Stored data:
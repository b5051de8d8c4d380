// SPDX-License-Identifier: AGPL-3.0-only
// Copyright (C) 2024 Jonathan Lee
// This program is free software: you can redistribute it and/or modify
// it under the terms of the GNU Affero General Public License version 3
// as published by the Free Software Foundation.
// This program is distributed in the hope that it will be useful,
// but WITHOUT ANY WARRANTY; without even the implied warranty of
// MERCHANTABILITY or FITNESS FOR A PARTICULAR PURPOSE.
// See the GNU Affero General Public License for more details.
// You should have received a copy of the GNU Affero General Public License
// along with this program. If not, see https://www.gnu.org/licenses/.

use chrono::{DateTime, Utc};
use serde::{Deserialize, Serialize};
use serde_json::{Map, Value};

#[derive(Debug, Clone, Copy, PartialEq, Eq, Serialize, Deserialize)]
#[serde(rename_all = "snake_case")]
pub enum ExecutionStatus {
    Success,
    Error,
}

#[derive(Debug, Clone, Copy, PartialEq, Eq, Serialize, Deserialize)]
#[serde(rename_all = "snake_case")]
pub enum FailureKind {
    ValidationFailure,
    ContractViolation,
    RuntimeFailure,
}

/// Row-major table with every cell already reduced to plain JSON.
#[derive(Debug, Clone, Default, PartialEq, Serialize, Deserialize)]
pub struct TabularPayload {
    pub columns: Vec<String>,
    pub rows: Vec<Vec<Value>>,
}

impl TabularPayload {
    pub fn len(&self) -> usize {
        self.rows.len()
    }

    pub fn is_empty(&self) -> bool {
        self.rows.is_empty()
    }

    pub fn column(&self, name: &str) -> Option<Vec<&Value>> {
        let idx = self.columns.iter().position(|c| c == name)?;
        Some(self.rows.iter().filter_map(|row| row.get(idx)).collect())
    }

    pub fn records(&self) -> Vec<Map<String, Value>> {
        self.rows
            .iter()
            .map(|row| {
                self.columns
                    .iter()
                    .cloned()
                    .zip(row.iter().cloned())
                    .collect::<Map<String, Value>>()
            })
            .collect()
    }
}

#[derive(Debug, Clone, PartialEq, Serialize, Deserialize)]
pub struct ExternalizedResult {
    pub location: String,
    pub filename: String,
    pub format: String,
    pub record_count: usize,
    pub file_size_bytes: u64,
    pub generated_at: DateTime<Utc>,
    pub expires_at: DateTime<Utc>,
}

#[derive(Debug, Clone, PartialEq, Eq, Serialize, Deserialize)]
pub struct ContractViolation {
    pub binding: String,
    pub actual_type: String,
    pub message: String,
    pub hint: String,
}

#[derive(Debug, Clone, PartialEq, Serialize, Deserialize)]
pub struct ExecutionOutcome {
    pub status: ExecutionStatus,
    #[serde(default, skip_serializing_if = "Option::is_none")]
    pub failure: Option<FailureKind>,
    #[serde(default, skip_serializing_if = "Option::is_none")]
    pub result: Option<TabularPayload>,
    #[serde(default, skip_serializing_if = "Option::is_none")]
    pub summary: Option<Map<String, Value>>,
    #[serde(default, skip_serializing_if = "Option::is_none")]
    pub message: Option<String>,
    #[serde(default, skip_serializing_if = "Option::is_none")]
    pub traceback: Option<String>,
    #[serde(default, skip_serializing_if = "Vec::is_empty")]
    pub issues: Vec<String>,
    #[serde(default, skip_serializing_if = "Vec::is_empty")]
    pub violations: Vec<ContractViolation>,
    #[serde(default)]
    pub output: String,
    #[serde(default, skip_serializing_if = "Option::is_none")]
    pub externalized: Option<ExternalizedResult>,
    #[serde(default, skip_serializing_if = "Option::is_none")]
    pub record_count: Option<usize>,
}

impl ExecutionOutcome {
    fn error(failure: FailureKind, message: impl Into<String>, output: String) -> Self {
        Self {
            status: ExecutionStatus::Error,
            failure: Some(failure),
            result: None,
            summary: None,
            message: Some(message.into()),
            traceback: None,
            issues: Vec::new(),
            violations: Vec::new(),
            output,
            externalized: None,
            record_count: None,
        }
    }

    pub fn success(
        result: Option<TabularPayload>,
        summary: Map<String, Value>,
        record_count: usize,
        externalized: Option<ExternalizedResult>,
        output: String,
    ) -> Self {
        Self {
            status: ExecutionStatus::Success,
            failure: None,
            result,
            summary: Some(summary),
            message: None,
            traceback: None,
            issues: Vec::new(),
            violations: Vec::new(),
            output,
            externalized,
            record_count: Some(record_count),
        }
    }

    pub fn validation_failed(issues: Vec<String>) -> Self {
        let mut outcome = Self::error(
            FailureKind::ValidationFailure,
            "Code validation failed",
            String::new(),
        );
        outcome.issues = issues;
        outcome
    }

    pub fn contract_violated(violations: Vec<ContractViolation>, output: String) -> Self {
        let message = violations
            .iter()
            .map(|v| v.message.as_str())
            .collect::<Vec<_>>()
            .join("; ");
        let mut outcome = Self::error(FailureKind::ContractViolation, message, output);
        outcome.issues = violations.iter().map(|v| v.hint.clone()).collect();
        outcome.violations = violations;
        outcome
    }

    pub fn runtime_failure(
        message: impl Into<String>,
        traceback: impl Into<String>,
        output: String,
    ) -> Self {
        let mut outcome = Self::error(FailureKind::RuntimeFailure, message, output);
        outcome.traceback = Some(traceback.into());
        outcome
    }

    pub fn is_success(&self) -> bool {
        self.status == ExecutionStatus::Success
    }

    pub fn is_externalized(&self) -> bool {
        self.externalized.is_some()
    }
}

#[cfg(test)]
mod tests {
    use super::*;
    use serde_json::json;

    #[test]
    fn records_pair_columns_with_cells() {
        let payload = TabularPayload {
            columns: vec!["region".into(), "revenue".into()],
            rows: vec![vec![json!("West"), json!(12.5)]],
        };
        let records = payload.records();
        assert_eq!(records[0]["region"], json!("West"));
        assert_eq!(payload.column("revenue"), Some(vec![&json!(12.5)]));
    }

    #[test]
    fn contract_violation_keeps_every_violation() {
        let outcome = ExecutionOutcome::contract_violated(
            vec![
                ContractViolation {
                    binding: "result".into(),
                    actual_type: "int".into(),
                    message: "Code generated int instead of DataFrame!".into(),
                    hint: "Return data frame instead of int, float, or string".into(),
                },
                ContractViolation {
                    binding: "data_summary".into(),
                    actual_type: "list".into(),
                    message: "Code generated list instead of dictionary!".into(),
                    hint: "Return dictionary instead of list".into(),
                },
            ],
            String::new(),
        );
        assert_eq!(outcome.failure, Some(FailureKind::ContractViolation));
        assert_eq!(outcome.violations.len(), 2);
        assert!(outcome.message.as_deref().unwrap_or_default().contains("int"));
    }
}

[WHAT IS BEING ASKED]
The answer must be a single number: how many lines of the records contain the string "traceback".

[WRITTEN ANSWER]
5